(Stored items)
========================================
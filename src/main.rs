use clap::Parser;
use optionbot::api::SimulatedMarket;
use optionbot::execution::{exchange_now, CycleOutcome, TradingBot};
use optionbot::persistence::CsvJournal;
use optionbot::settings::BotConfig;
use optionbot::Result;
use std::path::PathBuf;
use std::sync::Arc;
use tokio::time::{interval, Duration, MissedTickBehavior};

/// Paper-trade index options on MACD crossovers against a simulated market
#[derive(Parser, Debug)]
#[command(name = "optionbot", version)]
struct Cli {
    /// TOML config file (optional; OPTIONBOT_* env vars override it)
    #[arg(short, long)]
    config: Option<PathBuf>,

    /// Seed for the simulated market
    #[arg(long, default_value_t = 42)]
    seed: u64,

    /// Starting spot of the simulated underlying
    #[arg(long, default_value_t = 72_000.0)]
    spot: f64,

    /// Run cycles outside market hours (and never auto-stop)
    #[arg(long)]
    ignore_market_hours: bool,
}

#[tokio::main]
async fn main() -> Result<()> {
    dotenvy::dotenv().ok();
    setup_logging();

    let cli = Cli::parse();
    let mut config = BotConfig::load(cli.config.as_deref())?;
    if cli.ignore_market_hours {
        config.enforce_market_hours = false;
    }

    let offset = config.utc_offset().ok_or("utc_offset_minutes out of range")?;
    let market = Arc::new(SimulatedMarket::new(
        cli.seed,
        cli.spot,
        &config.underlying,
        config.strike_step,
        offset,
    ));
    let journal = CsvJournal::open(&config.trade_log_path, &config.daily_summary_path)?;

    tracing::info!("🚀 OptionBot starting (simulated market, seed {})", cli.seed);
    log_configuration(&config);

    let poll_interval = Duration::from_secs(config.poll_interval_secs.max(1));
    let market_close = config.market_close;
    let enforce_hours = config.enforce_market_hours;

    let mut bot = TradingBot::new(config, market.clone(), market, journal);
    bot.start_session();

    let mut ticker = interval(poll_interval);
    ticker.set_missed_tick_behavior(MissedTickBehavior::Skip);

    let shutdown = tokio::signal::ctrl_c();
    tokio::pin!(shutdown);

    loop {
        tokio::select! {
            _ = &mut shutdown => {
                tracing::info!("⚠️  Received Ctrl+C, shutting down...");
                break;
            }
            _ = ticker.tick() => {
                let now = exchange_now(bot.config());
                if enforce_hours && now.time() >= market_close {
                    tracing::info!("⏹ Market closed at {}, stopping", market_close);
                    break;
                }

                match bot.run_cycle(now).await {
                    Ok(CycleOutcome::Completed(report)) => {
                        if let Some(id) = report.opened {
                            tracing::debug!("Cycle opened position {}", id);
                        }
                    }
                    Ok(CycleOutcome::MarketClosed) => {}
                    Err(e) => tracing::warn!("Cycle failed: {}", e),
                }
            }
        }
    }

    let now = exchange_now(bot.config());
    bot.stop(now).await;

    tracing::info!("👋 OptionBot stopped");
    Ok(())
}

fn setup_logging() {
    let filter = tracing_subscriber::EnvFilter::try_from_default_env()
        .unwrap_or_else(|_| tracing_subscriber::EnvFilter::new("optionbot=info"));
    tracing_subscriber::fmt().with_env_filter(filter).init();
}

fn log_configuration(config: &BotConfig) {
    tracing::info!("📊 Configuration:");
    tracing::info!("  Capital: {:.2}", config.initial_capital);
    tracing::info!(
        "  Lots: {} x {} ({})",
        config.lots,
        config.contract_multiplier,
        config.underlying
    );
    tracing::info!(
        "  Candles: {} min, day high until {}",
        config.candle_interval_minutes,
        config.day_high_cutoff
    );
    tracing::info!(
        "  SL/Target: -{:.0}% / +{:.0}%",
        config.stop_loss_pct * 100.0,
        config.target_pct * 100.0
    );
    tracing::info!(
        "  Hours: {}-{} (enforced: {})",
        config.market_open,
        config.market_close,
        config.enforce_market_hours
    );
    tracing::info!("  Trade log: {}", config.trade_log_path);
}
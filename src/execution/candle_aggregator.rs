use crate::models::{Candle, Tick};
use chrono::{NaiveDateTime, NaiveTime, Timelike};

/// Builds fixed-interval OHLC candles from a tick stream
///
/// Closed candles are append-only. The in-progress candle is mutated in place
/// until a tick lands in a later bucket. Also tracks the day-high watermark:
/// the highest price seen up to `cutoff`, frozen after it.
#[derive(Debug, Clone)]
pub struct CandleAggregator {
    interval_secs: u32,
    cutoff: NaiveTime,
    closed: Vec<Candle>,
    current: Option<Candle>,
    day_high: Option<f64>,
}

impl CandleAggregator {
    /// Create a new aggregator
    ///
    /// # Arguments
    /// * `interval_minutes` - Candle length; must be non-zero
    /// * `cutoff` - Local time after which the day high is frozen
    pub fn new(interval_minutes: u32, cutoff: NaiveTime) -> Self {
        Self {
            interval_secs: interval_minutes.max(1) * 60,
            cutoff,
            closed: Vec::new(),
            current: None,
            day_high: None,
        }
    }

    /// Start of the bucket containing `timestamp`
    pub fn bucket_start(&self, timestamp: NaiveDateTime) -> NaiveDateTime {
        let secs = timestamp.time().num_seconds_from_midnight();
        let floored = secs - secs % self.interval_secs;
        let time = NaiveTime::from_num_seconds_from_midnight_opt(floored, 0)
            .unwrap_or_default();
        timestamp.date().and_time(time)
    }

    /// Fold a tick into the current candle, rolling over on a new bucket
    pub fn ingest(&mut self, tick: &Tick) {
        let price = tick.last_price;
        let bucket = self.bucket_start(tick.timestamp);

        match self.current.as_mut() {
            Some(candle) if candle.bucket_start == bucket => candle.update(price, tick.volume),
            _ => {
                if let Some(finished) = self.current.take() {
                    tracing::debug!(
                        "Closed candle {} O={:.2} H={:.2} L={:.2} C={:.2}",
                        finished.bucket_start.format("%H:%M"),
                        finished.open,
                        finished.high,
                        finished.low,
                        finished.close
                    );
                    self.closed.push(finished);
                }
                self.current = Some(Candle::open_at(bucket, price, tick.volume));
            }
        }

        if tick.timestamp.time() <= self.cutoff {
            self.day_high = Some(match self.day_high {
                Some(high) => high.max(price),
                None => price,
            });
        }
    }

    /// Closes of the last `n` closed candles, plus the in-progress close
    ///
    /// Output length is at most `n + 1`; empty before the first tick.
    pub fn recent_closes(&self, n: usize) -> Vec<f64> {
        let skip = self.closed.len().saturating_sub(n);
        let mut closes: Vec<f64> = self.closed[skip..].iter().map(|c| c.close).collect();

        if let Some(current) = &self.current {
            closes.push(current.close);
        }

        closes
    }

    /// All closed candles, oldest first
    pub fn closed_candles(&self) -> &[Candle] {
        &self.closed
    }

    pub fn current_candle(&self) -> Option<&Candle> {
        self.current.as_ref()
    }

    /// Highest price seen up to the cutoff, if any tick arrived before it
    pub fn day_high(&self) -> Option<f64> {
        self.day_high
    }

    /// Forget the watermark for a new trading session
    pub fn reset_day_high(&mut self) {
        self.day_high = None;
    }
}
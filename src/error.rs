use crate::models::OptionSide;

/// Rejections from the trading core
///
/// All of these are local and recoverable; none leaves state half-mutated.
#[derive(Debug, thiserror::Error)]
pub enum TradeError {
    #[error("invalid entry: {reason}")]
    InvalidEntry { reason: String },

    #[error("instrument catalog not loaded, call refresh() first")]
    CatalogNotLoaded,

    #[error("no {side} instrument at strike {strike}")]
    NoInstrument { side: OptionSide, strike: f64 },
}

/// Trade log / daily summary write failures
#[derive(Debug, thiserror::Error)]
pub enum PersistenceError {
    #[error("i/o error: {0}")]
    Io(#[from] std::io::Error),

    #[error("csv error: {0}")]
    Csv(#[from] csv::Error),
}

#[derive(Debug, thiserror::Error)]
pub enum ConfigError {
    #[error("failed to load config: {0}")]
    Load(#[from] ::config::ConfigError),

    #[error("invalid config: {reason}")]
    Invalid { reason: String },
}
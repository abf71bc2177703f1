use super::InstrumentSource;
use crate::error::TradeError;
use crate::models::{AtmSymbols, Instrument, OptionSide};

/// In-memory cache of the option instrument list
///
/// Loading is explicit: call `refresh` before querying, `invalidate` to drop
/// the cache (e.g. at the start of a new session or after an expiry roll).
#[derive(Debug, Clone)]
pub struct InstrumentCatalog {
    underlying: String,
    strike_step: f64,
    cache: Option<Vec<Instrument>>,
}

impl InstrumentCatalog {
    pub fn new(underlying: impl Into<String>, strike_step: f64) -> Self {
        Self {
            underlying: underlying.into(),
            strike_step,
            cache: None,
        }
    }

    /// Reload the instrument list from `source`, keeping only the underlying
    pub async fn refresh<S: InstrumentSource>(&mut self, source: &S) -> anyhow::Result<usize> {
        let instruments: Vec<Instrument> = source
            .instruments()
            .await?
            .into_iter()
            .filter(|i| i.name == self.underlying)
            .collect();

        tracing::info!(
            "📂 Loaded {} {} option instruments",
            instruments.len(),
            self.underlying
        );

        let count = instruments.len();
        self.cache = Some(instruments);
        Ok(count)
    }

    pub fn invalidate(&mut self) {
        self.cache = None;
    }

    pub fn is_loaded(&self) -> bool {
        self.cache.is_some()
    }

    /// Strike closest to spot on the strike grid; exact half-steps go to the even strike
    pub fn atm_strike(&self, spot: f64) -> f64 {
        (spot / self.strike_step).round_ties_even() * self.strike_step
    }

    /// CE and PE trading symbols at the ATM strike
    pub fn atm_symbols(&self, spot: f64) -> Result<AtmSymbols, TradeError> {
        let instruments = self.cache.as_ref().ok_or(TradeError::CatalogNotLoaded)?;
        let strike = self.atm_strike(spot);

        let mut atm = AtmSymbols {
            strike,
            ..AtmSymbols::default()
        };
        for instrument in instruments {
            if (instrument.strike - strike).abs() > 1e-6 {
                continue;
            }
            let slot = match instrument.side {
                OptionSide::Call => &mut atm.call,
                OptionSide::Put => &mut atm.put,
            };
            slot.get_or_insert_with(|| instrument.trading_symbol.clone());
        }

        Ok(atm)
    }

    /// ATM trading symbol for one side
    pub fn atm_symbol(&self, spot: f64, side: OptionSide) -> Result<String, TradeError> {
        let atm = self.atm_symbols(spot)?;
        atm.symbol_for(side)
            .map(str::to_string)
            .ok_or(TradeError::NoInstrument {
                side,
                strike: atm.strike,
            })
    }
}

#[cfg(test)]
mod tests {
    use super::*;
    use std::sync::atomic::{AtomicUsize, Ordering};

    struct StaticInstruments {
        calls: AtomicUsize,
    }

    impl InstrumentSource for StaticInstruments {
        async fn instruments(&self) -> anyhow::Result<Vec<Instrument>> {
            self.calls.fetch_add(1, Ordering::SeqCst);
            let mut list = Vec::new();
            for strike in [71_900.0, 72_000.0, 72_100.0] {
                for side in [OptionSide::Call, OptionSide::Put] {
                    list.push(Instrument {
                        name: "SENSEX".to_string(),
                        strike,
                        side,
                        trading_symbol: format!("SENSEX{}{}", strike, side),
                    });
                }
            }
            list.push(Instrument {
                name: "BANKEX".to_string(),
                strike: 72_000.0,
                side: OptionSide::Call,
                trading_symbol: "BANKEX72000CE".to_string(),
            });
            Ok(list)
        }
    }

    fn source() -> StaticInstruments {
        StaticInstruments {
            calls: AtomicUsize::new(0),
        }
    }

    #[test]
    fn test_unloaded_catalog_errors() {
        let catalog = InstrumentCatalog::new("SENSEX", 100.0);
        assert!(!catalog.is_loaded());
        assert!(matches!(
            catalog.atm_symbols(72_000.0),
            Err(TradeError::CatalogNotLoaded)
        ));
    }

    #[test]
    fn test_atm_strike_rounding() {
        let catalog = InstrumentCatalog::new("SENSEX", 100.0);
        assert_eq!(catalog.atm_strike(72_049.0), 72_000.0);
        assert_eq!(catalog.atm_strike(72_051.0), 72_100.0);
        assert_eq!(catalog.atm_strike(71_960.5), 72_000.0);
    }

    #[test]
    fn test_atm_strike_half_step_goes_even() {
        let catalog = InstrumentCatalog::new("SENSEX", 100.0);
        assert_eq!(catalog.atm_strike(72_050.0), 72_000.0);
        assert_eq!(catalog.atm_strike(72_150.0), 72_200.0);
        assert_eq!(catalog.atm_strike(71_950.0), 72_000.0);
    }

    #[tokio::test]
    async fn test_refresh_filters_underlying() {
        let src = source();
        let mut catalog = InstrumentCatalog::new("SENSEX", 100.0);

        let count = catalog.refresh(&src).await.unwrap();
        assert_eq!(count, 6);
        assert!(catalog.is_loaded());

        let atm = catalog.atm_symbols(72_010.0).unwrap();
        assert_eq!(atm.strike, 72_000.0);
        assert_eq!(atm.call.as_deref(), Some("SENSEX72000CE"));
        assert_eq!(atm.put.as_deref(), Some("SENSEX72000PE"));
    }

    #[tokio::test]
    async fn test_missing_strike() {
        let src = source();
        let mut catalog = InstrumentCatalog::new("SENSEX", 100.0);
        catalog.refresh(&src).await.unwrap();

        let result = catalog.atm_symbol(80_000.0, OptionSide::Put);
        assert!(matches!(result, Err(TradeError::NoInstrument { .. })));
    }

    #[tokio::test]
    async fn test_invalidate_forces_reload() {
        let src = source();
        let mut catalog = InstrumentCatalog::new("SENSEX", 100.0);
        catalog.refresh(&src).await.unwrap();

        catalog.invalidate();
        assert!(!catalog.is_loaded());
        assert!(catalog.atm_symbols(72_000.0).is_err());

        catalog.refresh(&src).await.unwrap();
        assert_eq!(src.calls.load(Ordering::SeqCst), 2);
        assert_eq!(
            catalog.atm_symbol(72_100.0, OptionSide::Call).unwrap(),
            "SENSEX72100CE"
        );
    }
}
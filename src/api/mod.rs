// Market data capability boundary: the bot only sees these traits
pub mod instruments;
pub mod simulated;

use crate::models::{Instrument, Tick};
use std::collections::HashMap;
use std::future::Future;

pub use instruments::InstrumentCatalog;
pub use simulated::SimulatedMarket;

/// Live quotes for the underlying and its options
pub trait QuoteSource {
    /// Latest tick of the underlying index
    fn spot(&self) -> impl Future<Output = anyhow::Result<Tick>> + Send;

    /// Last traded price per symbol; symbols without a quote are omitted
    fn quotes(
        &self,
        symbols: &[String],
    ) -> impl Future<Output = anyhow::Result<HashMap<String, f64>>> + Send;
}

/// Tradable option contracts for the underlying
pub trait InstrumentSource {
    fn instruments(&self) -> impl Future<Output = anyhow::Result<Vec<Instrument>>> + Send;
}

impl<T: QuoteSource + Send + Sync> QuoteSource for std::sync::Arc<T> {
    fn spot(&self) -> impl Future<Output = anyhow::Result<Tick>> + Send {
        (**self).spot()
    }

    fn quotes(
        &self,
        symbols: &[String],
    ) -> impl Future<Output = anyhow::Result<HashMap<String, f64>>> + Send {
        (**self).quotes(symbols)
    }
}

impl<T: InstrumentSource + Send + Sync> InstrumentSource for std::sync::Arc<T> {
    fn instruments(&self) -> impl Future<Output = anyhow::Result<Vec<Instrument>>> + Send {
        (**self).instruments()
    }
}
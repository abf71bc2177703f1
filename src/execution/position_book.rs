use chrono::NaiveDateTime;
use std::collections::HashMap;
use uuid::Uuid;

use crate::error::TradeError;
use crate::models::{EntryOrder, ExitReason, OptionSide, Position, PositionStatus, TradeRecord};

/// Cash ledger for the simulated account
#[derive(Debug, Clone, PartialEq)]
pub struct CapitalLedger {
    initial_capital: f64,
    current_capital: f64,
}

impl CapitalLedger {
    pub fn new(initial_capital: f64) -> Self {
        Self {
            initial_capital,
            current_capital: initial_capital,
        }
    }

    pub fn initial_capital(&self) -> f64 {
        self.initial_capital
    }

    pub fn current_capital(&self) -> f64 {
        self.current_capital
    }

    fn debit(&mut self, amount: f64) {
        self.current_capital -= amount;
    }

    fn credit(&mut self, amount: f64) {
        self.current_capital += amount;
    }
}

/// Totals over the closed trades of a session
#[derive(Debug, Clone, Default, PartialEq)]
pub struct SessionSummary {
    pub total_trades: usize,
    pub winning_trades: usize,
    pub losing_trades: usize,
    pub total_pnl: f64,
}

/// Owns the capital ledger, open positions and closed-trade history
///
/// Mutated only through `place`, `check_exits` and `force_close_all`.
/// Between calls: `current_capital + capital_in_use == initial_capital + realized_pnl`.
pub struct PositionBook {
    contract_multiplier: f64,
    ledger: CapitalLedger,
    open: Vec<Position>,
    history: Vec<TradeRecord>,
    realized_pnl: f64,
}

impl PositionBook {
    pub fn new(initial_capital: f64, contract_multiplier: f64) -> Self {
        Self {
            contract_multiplier,
            ledger: CapitalLedger::new(initial_capital),
            open: Vec::new(),
            history: Vec::new(),
            realized_pnl: 0.0,
        }
    }

    /// Open a position at the current local time
    pub fn place(&mut self, order: EntryOrder) -> Result<Uuid, TradeError> {
        self.place_at(order, None)
    }

    /// Open a position with an explicit timestamp
    ///
    /// Rejects without touching state if lots is zero or any price is not
    /// strictly positive. No cap on concurrent positions is enforced here.
    pub fn place_at(
        &mut self,
        order: EntryOrder,
        timestamp: Option<NaiveDateTime>,
    ) -> Result<Uuid, TradeError> {
        validate_order(&order)?;

        let id = Uuid::new_v4();
        let cost = order.entry_price * order.lots as f64 * self.contract_multiplier;
        let opened_at = timestamp.unwrap_or_else(|| chrono::Local::now().naive_local());

        self.ledger.debit(cost);

        tracing::info!(
            "🟢 Opened {} {} x{} @ {:.2} (SL {:.2}, target {:.2}, cost {:.2}, capital {:.2})",
            order.side,
            order.symbol,
            order.lots,
            order.entry_price,
            order.stop_loss,
            order.target,
            cost,
            self.ledger.current_capital()
        );

        self.open.push(Position {
            id,
            side: order.side,
            symbol: order.symbol,
            entry_price: order.entry_price,
            stop_loss: order.stop_loss,
            target: order.target,
            lots: order.lots,
            cost,
            status: PositionStatus::Open,
            opened_at,
        });

        Ok(id)
    }

    /// Close every open position whose stop-loss or target is hit
    pub fn check_exits(&mut self, prices: &HashMap<String, f64>) -> Vec<TradeRecord> {
        self.check_exits_at(prices, None)
    }

    /// Exit check with explicit timestamp
    ///
    /// A symbol missing from `prices` is priced at its own entry price.
    /// Stop-loss is checked before target, so it wins when both hold.
    pub fn check_exits_at(
        &mut self,
        prices: &HashMap<String, f64>,
        timestamp: Option<NaiveDateTime>,
    ) -> Vec<TradeRecord> {
        let to_close: Vec<(Uuid, f64, ExitReason)> = self
            .open
            .iter()
            .filter_map(|position| {
                let price = exit_price_for(position, prices);
                let reason = if price <= position.stop_loss {
                    ExitReason::StopLoss
                } else if price >= position.target {
                    ExitReason::Target
                } else {
                    return None;
                };
                Some((position.id, price, reason))
            })
            .collect();

        to_close
            .into_iter()
            .filter_map(|(id, price, reason)| self.close(id, price, reason, timestamp))
            .collect()
    }

    /// Close every open position regardless of levels, e.g. at session end
    pub fn force_close_all(
        &mut self,
        prices: &HashMap<String, f64>,
        reason: &str,
    ) -> Vec<TradeRecord> {
        self.force_close_all_at(prices, reason, None)
    }

    pub fn force_close_all_at(
        &mut self,
        prices: &HashMap<String, f64>,
        reason: &str,
        timestamp: Option<NaiveDateTime>,
    ) -> Vec<TradeRecord> {
        let to_close: Vec<(Uuid, f64)> = self
            .open
            .iter()
            .map(|position| (position.id, exit_price_for(position, prices)))
            .collect();

        to_close
            .into_iter()
            .filter_map(|(id, price)| {
                self.close(id, price, ExitReason::Forced(reason.to_string()), timestamp)
            })
            .collect()
    }

    fn close(
        &mut self,
        position_id: Uuid,
        exit_price: f64,
        reason: ExitReason,
        timestamp: Option<NaiveDateTime>,
    ) -> Option<TradeRecord> {
        let index = self.open.iter().position(|p| p.id == position_id)?;
        let mut position = self.open.remove(index);
        position.status = PositionStatus::Closed;

        let pnl = (exit_price - position.entry_price) * position.lots as f64 * self.contract_multiplier;
        self.ledger.credit(position.cost + pnl);
        self.realized_pnl += pnl;

        let record = TradeRecord {
            position_id: position.id,
            side: position.side,
            symbol: position.symbol,
            entry_price: position.entry_price,
            stop_loss: position.stop_loss,
            target: position.target,
            lots: position.lots,
            opened_at: position.opened_at,
            closed_at: timestamp.unwrap_or_else(|| chrono::Local::now().naive_local()),
            exit_price,
            result: reason,
            pnl,
            capital_used: position.cost,
            running_pnl: self.realized_pnl,
        };

        let marker = if pnl >= 0.0 { "✅" } else { "❌" };
        tracing::info!(
            "{} Closed {} {} @ {:.2} ({}) P&L {:.2}, running {:.2}, capital {:.2}",
            marker,
            record.side,
            record.symbol,
            exit_price,
            record.result.label(),
            pnl,
            self.realized_pnl,
            self.ledger.current_capital()
        );

        self.history.push(record.clone());
        Some(record)
    }

    /// Whether any position is open on the given side
    pub fn has_open_position(&self, side: OptionSide) -> bool {
        self.open.iter().any(|p| p.side == side)
    }

    pub fn open_positions(&self) -> &[Position] {
        &self.open
    }

    /// Distinct symbols of open positions, for quoting
    pub fn open_symbols(&self) -> Vec<String> {
        let mut symbols: Vec<String> = self.open.iter().map(|p| p.symbol.clone()).collect();
        symbols.sort();
        symbols.dedup();
        symbols
    }

    /// Closed trades, in close order
    pub fn history(&self) -> &[TradeRecord] {
        &self.history
    }

    pub fn ledger(&self) -> &CapitalLedger {
        &self.ledger
    }

    pub fn contract_multiplier(&self) -> f64 {
        self.contract_multiplier
    }

    /// Sum of P&L over closed trades
    pub fn realized_pnl(&self) -> f64 {
        self.realized_pnl
    }

    /// Cost of all open positions (debited from the ledger)
    pub fn capital_in_use(&self) -> f64 {
        self.open.iter().map(|p| p.cost).sum()
    }

    /// Mark-to-market P&L of open positions; unquoted symbols count as flat
    pub fn unrealized_pnl(&self, prices: &HashMap<String, f64>) -> f64 {
        self.open
            .iter()
            .filter_map(|p| {
                prices
                    .get(&p.symbol)
                    .map(|&price| (price - p.entry_price) * p.lots as f64 * self.contract_multiplier)
            })
            .sum()
    }

    /// Cash plus the market value of open positions
    pub fn equity(&self, prices: &HashMap<String, f64>) -> f64 {
        self.ledger.current_capital() + self.capital_in_use() + self.unrealized_pnl(prices)
    }

    pub fn summary(&self) -> SessionSummary {
        SessionSummary {
            total_trades: self.history.len(),
            winning_trades: self.history.iter().filter(|t| t.pnl > 0.0).count(),
            losing_trades: self.history.iter().filter(|t| t.pnl < 0.0).count(),
            total_pnl: self.realized_pnl,
        }
    }
}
========================================
§ **THE PROBLEM**
Return every line in the records that includes the string "credit".

§ **SOLVED EXERCISE**
    fn credit(&mut self, amount: f64) {
        self.ledger.credit(position.cost + pnl);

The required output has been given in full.